We’ve all known the MSP430s under the Launchpad are designed to be low power, but who wants to bet how long the chip can last on only 20F worth of capacitors? A couple of hours? A day at max? [Kenneth Finnegan] setup a MSP430 with supercaps to find out. To make sure the chip is actually running, [Kenneth] programmed it to count from 0 to 9 over a period of 10 seconds, and then reset. To get it ultra low power, the chip is in sleep mode most of the time, and a raw low current LCD is used to display the output. While [Kenneth] simply checks the chip every few hours to see if it’s still counting, a setup much like the Flash Destroyer, tracking a clock and then storing the current value would get a more exact time of death. Either way, it’s been over 3 weeks…and still counting.
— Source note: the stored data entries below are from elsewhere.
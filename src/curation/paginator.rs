//! "Available recipes" stream for interactive browsing.
//!
//! The caller owns a `BrowseSession` and passes it back on every call. Three
//! collections are excluded from the stream: the patient's book, their
//! favorites, and whatever this session already delivered. Book and favorites
//! are re-read on every call since other actions can change them between
//! pages. Browsing never touches the cached recipe totals.

use std::collections::HashSet;
use std::sync::Arc;

use rusqlite::Connection;
use serde::Serialize;
use uuid::Uuid;

use super::error::CurationError;
use super::query::SearchQueryBuilder;
use super::store::store_catalog_recipe;
use crate::catalog::{CatalogClient, CatalogRecipe, SearchFilters, SearchRequest};
use crate::db::repository::{
    find_draft_book, find_recipe_by_alias, get_book, get_book_entries, get_patient, get_recipe,
    get_recipe_aliases,
};
use crate::db::DatabaseError;
use crate::models::Recipe;

/// Filter set of a browsing session. Any change starts a new stream.
#[derive(Debug, Clone, Default, PartialEq, Eq, Hash, Serialize)]
pub struct BrowseFilters {
    pub search: SearchFilters,
    /// Free-text terms in user grammar (`/` = OR, `-` = NOT).
    pub terms: Option<String>,
}

#[derive(Debug, Clone)]
pub struct BrowseSession {
    patient_id: Uuid,
    book_id: Option<Uuid>,
    filters: Option<BrowseFilters>,
    delivered: Vec<String>,
    delivered_aliases: HashSet<String>,
    total: Option<u64>,
    exhausted: bool,
}

impl BrowseSession {
    /// Session over the patient's current draft book, if any.
    pub fn new(patient_id: Uuid) -> Self {
        Self {
            patient_id,
            book_id: None,
            filters: None,
            delivered: Vec::new(),
            delivered_aliases: HashSet::new(),
            total: None,
            exhausted: false,
        }
    }

    /// Session pinned to a specific book.
    pub fn for_book(patient_id: Uuid, book_id: Uuid) -> Self {
        Self {
            book_id: Some(book_id),
            ..Self::new(patient_id)
        }
    }

    pub fn patient_id(&self) -> Uuid {
        self.patient_id
    }

    /// Catalog ids delivered since the last filter change, in order.
    pub fn delivered(&self) -> &[String] {
        &self.delivered
    }

    pub fn total(&self) -> Option<u64> {
        self.total
    }

    pub fn is_exhausted(&self) -> bool {
        self.exhausted
    }

    fn reset(&mut self, filters: &BrowseFilters) {
        self.filters = Some(filters.clone());
        self.delivered.clear();
        self.delivered_aliases.clear();
        self.total = None;
        self.exhausted = false;
    }

    fn record(&mut self, item: &CatalogRecipe, stored: &Recipe) {
        self.delivered.push(item.external_id.clone());
        self.delivered_aliases.extend(item.aliases.iter().cloned());
        self.delivered_aliases.extend(stored.identifiers());
    }
}

#[derive(Debug, Clone, Default, PartialEq, Serialize)]
pub struct AvailablePage {
    pub items: Vec<Recipe>,
    pub exhausted: bool,
    /// Catalog-reported total for the current filters, once known.
    pub total: Option<u64>,
}

pub struct AvailabilityPaginator {
    catalog: Arc<dyn CatalogClient>,
    language: String,
}

impl AvailabilityPaginator {
    pub fn new(catalog: Arc<dyn CatalogClient>, language: impl Into<String>) -> Self {
        Self {
            catalog,
            language: language.into(),
        }
    }

    pub fn next_page(
        &self,
        conn: &Connection,
        session: &mut BrowseSession,
        filters: &BrowseFilters,
        page_size: u32,
    ) -> Result<AvailablePage, CurationError> {
        if session.filters.as_ref() != Some(filters) {
            if session.filters.is_some() {
                tracing::debug!(patient_id = %session.patient_id, "Browse filters changed, restarting stream");
            }
            session.reset(filters);
        }

        let patient = get_patient(conn, &session.patient_id)?
            .ok_or_else(|| CurationError::missing("patient", session.patient_id))?;
        let book = match session.book_id {
            Some(book_id) => Some(get_book(conn, &book_id)?.ok_or_else(|| CurationError::missing("book", book_id))?),
            None => find_draft_book(conn, &patient.id)?,
        };

        if session.exhausted {
            return Ok(AvailablePage {
                items: Vec::new(),
                exhausted: true,
                total: session.total,
            });
        }

        let book_entries = match &book {
            Some(book) => get_book_entries(conn, &book.id)?,
            None => Vec::new(),
        };
        let favorites = &patient.settings.favorites;

        let mut exclusions: HashSet<String> = session.delivered_aliases.clone();
        for entry in &book_entries {
            exclusions.insert(entry.recipe_id.to_string());
            exclusions.insert(entry.external_id.clone());
            exclusions.extend(get_recipe_aliases(conn, &entry.recipe_id)?);
        }
        for favorite in favorites {
            exclusions.insert(favorite.clone());
            if let Some(recipe) = resolve_favorite(conn, favorite)? {
                exclusions.extend(recipe.identifiers());
                exclusions.extend(get_recipe_aliases(conn, &recipe.id)?);
            }
        }

        let offset = (book_entries.len() + favorites.len() + session.delivered.len()) as u64;
        let exclude_query = SearchQueryBuilder::new(conn).build_with_terms(&patient.id, filters.terms.as_deref())?;

        let request = SearchRequest {
            language: self.language.clone(),
            filters: filters.search.clone(),
            exclude_query: exclude_query.clone(),
            limit: page_size,
            offset,
        };
        let page = match self.catalog.search(&request) {
            Ok(page) => page,
            Err(e) => {
                tracing::warn!(
                    patient_id = %patient.id,
                    offset,
                    error = %e,
                    "Catalog search failed, returning empty page"
                );
                return Ok(AvailablePage {
                    items: Vec::new(),
                    exhausted: false,
                    total: session.total,
                });
            }
        };
        session.total = Some(page.total);
        let catalog_returned = page.recipes.len();

        let mut items: Vec<CatalogRecipe> = Vec::new();
        for item in page.recipes {
            if item.is_any_of(&exclusions) {
                continue;
            }
            exclusions.extend(item.aliases.iter().cloned());
            items.push(item);
        }

        self.backfill(&mut items, &exclude_query);

        let mut delivered = Vec::with_capacity(items.len());
        for item in &items {
            let stored = store_catalog_recipe(conn, item)?;
            session.record(item, &stored);
            delivered.push(stored);
        }

        session.exhausted = catalog_returned == 0 || session.delivered.len() as u64 >= page.total;
        tracing::debug!(
            patient_id = %patient.id,
            offset,
            returned = catalog_returned,
            delivered = delivered.len(),
            total = page.total,
            exhausted = session.exhausted,
            "Served available page"
        );

        Ok(AvailablePage {
            items: delivered,
            exhausted: session.exhausted,
            total: session.total,
        })
    }

    /// Fill missing allergen/diet blocks with one batch detail call.
    fn backfill(&self, items: &mut [CatalogRecipe], exclude_query: &str) {
        let missing: Vec<String> = items
            .iter()
            .filter(|item| !item.has_details())
            .map(|item| item.external_id.clone())
            .collect();
        if missing.is_empty() {
            return;
        }

        let exclude = (!exclude_query.is_empty()).then_some(exclude_query);
        match self.catalog.batch_details(&missing, exclude) {
            Ok(mut details) => {
                for item in items.iter_mut().filter(|item| !item.has_details()) {
                    if let Some(detail) = details.remove(&item.external_id) {
                        item.merge_details(detail);
                    }
                }
            }
            Err(e) => {
                tracing::warn!(missing = missing.len(), error = %e, "Detail backfill failed, serving summaries");
            }
        }
    }
}

/// A favorite may hold a local recipe id or any catalog id.
fn resolve_favorite(conn: &Connection, favorite: &str) -> Result<Option<Recipe>, DatabaseError> {
    if let Ok(local_id) = Uuid::parse_str(favorite) {
        if let Some(recipe) = get_recipe(conn, &local_id)? {
            return Ok(Some(recipe));
        }
    }
    find_recipe_by_alias(conn, favorite)
}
Video after the rift.

[youtube http://www.youtube.com/watch?v=xbjpQmjwMyU&feature=player_embedded%5D

62 thoughts on “Launchpad Takes Ultra Low Power To The Extreme

  1. Rail guns often use ni-cads and various other battery chemistry variants in place of capacitors.

    When you need a bunch of current right NOW, big caps just don’t have the right discharge curves.

    Nothing compares with flash-over in a big steel cage after something goes wrong – KaPOW!

  2. Hah, “Only 20F…”

    That’s a lot of capacitance there buddy!

    50 years ago, my high school science teacher was told that a 1F capacitor would have to be the size of a football field!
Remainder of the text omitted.